Quote: "The economic impact is insidious because everything moves across the country powered by diesel," said Tom Kloza, co-founder of the Oil Price Information Service. "It's an inflation accelerant, and the consumer ultimately has to pay for it."
Not only does diesel power trucks and trains, but also tractors and construction equipment. That translates into profound inputs for the economy and affects the cost of nearly every product. Many of those fees are now getting tacked on as fuel surcharges, while some in the industry are even worrying about potential inventory shortages.

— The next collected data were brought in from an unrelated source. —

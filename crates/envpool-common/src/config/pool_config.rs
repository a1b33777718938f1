//! MySQL pool configuration assembled from environment variables

use std::fmt;

use super::env_source::EnvSource;
use super::parse::{leading_int, parse_bool};
use crate::error::ConfigError;

pub const MYSQL_HOST: &str = "MYSQL_HOST";
pub const MYSQL_USER: &str = "MYSQL_USER";
/// Older name for `MYSQL_USER`, still honoured when `MYSQL_USER` is unset
pub const MYSQL_USERNAME: &str = "MYSQL_USERNAME";
pub const MYSQL_PASSWORD: &str = "MYSQL_PASSWORD";
pub const MYSQL_DATABASE: &str = "MYSQL_DATABASE";
pub const MYSQL_PORT: &str = "MYSQL_PORT";
pub const MYSQL_WAIT_FOR_CONNECTIONS: &str = "MYSQL_WAIT_FOR_CONNECTIONS";
pub const MYSQL_CONNECTION_LIMIT: &str = "MYSQL_CONNECTION_LIMIT";
pub const MYSQL_QUEUE_LIMIT: &str = "MYSQL_QUEUE_LIMIT";

/// Required variables, in the order they are reported when missing
pub const REQUIRED_VARS: [&str; 4] = [MYSQL_HOST, MYSQL_USER, MYSQL_PASSWORD, MYSQL_DATABASE];

pub const DEFAULT_WAIT_FOR_CONNECTIONS: bool = true;
pub const DEFAULT_CONNECTION_LIMIT: u32 = 10;
/// 0 means the wait queue is unbounded
pub const DEFAULT_QUEUE_LIMIT: u32 = 0;

/// Connection pool configuration handed to a driver
#[derive(Clone, PartialEq, Eq)]
pub struct PoolConfig {
    pub host: String,
    pub user: String,
    pub password: String,
    pub database: String,
    /// `None` lets the driver pick its default port
    pub port: Option<u16>,
    /// Queue callers when every connection is busy instead of failing at once
    pub wait_for_connections: bool,
    /// Maximum number of open connections
    pub connection_limit: u32,
    /// Maximum number of queued acquire requests, 0 for no limit
    pub queue_limit: u32,
}

impl PoolConfig {
    /// Build a configuration from an environment source
    ///
    /// # Errors
    /// Returns [`ConfigError::MissingVars`] listing every required variable
    /// that is unset or empty. Optional values never cause an error.
    pub fn from_env<E: EnvSource + ?Sized>(env: &E) -> Result<Self, ConfigError> {
        let required = |key: &str| env.var(key).filter(|v| !v.is_empty());

        let host = required(MYSQL_HOST);
        let user = required(MYSQL_USER).or_else(|| required(MYSQL_USERNAME));
        let password = required(MYSQL_PASSWORD);
        let database = required(MYSQL_DATABASE);

        match (host, user, password, database) {
            (Some(host), Some(user), Some(password), Some(database)) => Ok(Self {
                host,
                user,
                password,
                database,
                port: optional_port(env),
                wait_for_connections: parse_bool(
                    env.var(MYSQL_WAIT_FOR_CONNECTIONS).as_deref(),
                    DEFAULT_WAIT_FOR_CONNECTIONS,
                ),
                connection_limit: optional_number(env, MYSQL_CONNECTION_LIMIT)
                    .unwrap_or(DEFAULT_CONNECTION_LIMIT),
                queue_limit: optional_number(env, MYSQL_QUEUE_LIMIT)
                    .unwrap_or(DEFAULT_QUEUE_LIMIT),
            }),
            (host, user, password, database) => {
                let present = [
                    host.is_some(),
                    user.is_some(),
                    password.is_some(),
                    database.is_some(),
                ];
                let missing = REQUIRED_VARS
                    .iter()
                    .zip(present)
                    .filter(|(_, present)| !present)
                    .map(|(name, _)| *name)
                    .collect();
                Err(ConfigError::MissingVars(missing))
            }
        }
    }
}

/// Read an optional integer that must fit `T`.
///
/// Unset or unparseable values give `None` silently; a number outside the
/// range of `T` (negative limits, oversized ports) is logged and dropped.
fn optional_number<E, T>(env: &E, key: &'static str) -> Option<T>
where
    E: EnvSource + ?Sized,
    T: TryFrom<i64>,
{
    let n = leading_int(&env.var(key)?)?;
    match T::try_from(n) {
        Ok(v) => Some(v),
        Err(_) => {
            tracing::warn!(var = key, value = n, "Value out of range, using default");
            None
        }
    }
}

/// `MYSQL_PORT`, where 0 is rejected like any other out-of-range value
fn optional_port<E: EnvSource + ?Sized>(env: &E) -> Option<u16> {
    match optional_number(env, MYSQL_PORT) {
        Some(0) => {
            tracing::warn!(var = MYSQL_PORT, value = 0, "Value out of range, using default");
            None
        }
        port => port,
    }
}

impl fmt::Debug for PoolConfig {
    fn fmt(&self, f: &mut fmt::Formatter<'_>) -> fmt::Result {
        f.debug_struct("PoolConfig")
            .field("host", &self.host)
            .field("user", &self.user)
            .field("password", &"<redacted>")
            .field("database", &self.database)
            .field("port", &self.port)
            .field("wait_for_connections", &self.wait_for_connections)
            .field("connection_limit", &self.connection_limit)
            .field("queue_limit", &self.queue_limit)
            .finish()
    }
}
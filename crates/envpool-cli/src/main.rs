//! envpool entry point
//!
//! Builds a MySQL pool from `MYSQL_*` variables, reports it and closes it.
//!
//! Run with:
//! ```bash
//! MYSQL_HOST=localhost MYSQL_USER=root MYSQL_PASSWORD=secret MYSQL_DATABASE=app \
//!     cargo run -p envpool-cli
//! ```
//!
//! A `.env` file in the working directory is loaded first if present.
//! `LOG_LEVEL` and `LOG_FORMAT` control log output.

use anyhow::Context;
use envpool_common::{load_dotenv, try_init_tracing_with_config, ProcessEnv, TracingConfig};
use envpool_db::{create_db, DbPool};
use tracing::{error, info};

#[tokio::main]
async fn main() {
    // .env may carry LOG_* settings, so load it before tracing starts
    let dotenv_loaded = load_dotenv();

    if let Err(e) = try_init_tracing_with_config(TracingConfig::from_env(&ProcessEnv)) {
        eprintln!("Warning: Failed to initialize tracing: {e}");
    }

    if let Err(e) = run(dotenv_loaded).await {
        error!(error = %format!("{e:#}"), "Error");
        std::process::exit(1);
    }
}

async fn run(dotenv_loaded: bool) -> anyhow::Result<()> {
    info!(dotenv_loaded, "Creating MySQL pool...");

    let pool = create_db().await.context("Failed to create MySQL pool")?;

    info!(
        connections = pool.inner().size(),
        closed = pool.is_closed(),
        "MySQL pool created"
    );

    pool.close().await;
    info!("MySQL pool closed");

    Ok(())
}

Demand for diesel: American refineries tend to do maintenance at this time of year, but it's coinciding with an industry that is at max capacity. Some refineries have never come back online after COVID-19 and some analysts even link the shortages to closures that took place before the pandemic (or the lack of investment). Some factors are also seasonal, like increased demand during the agricultural planting and harvesting seasons, while a ban on Russian imports - and the U.S. exporting lucrative diesel products abroad - aren't helping the situation.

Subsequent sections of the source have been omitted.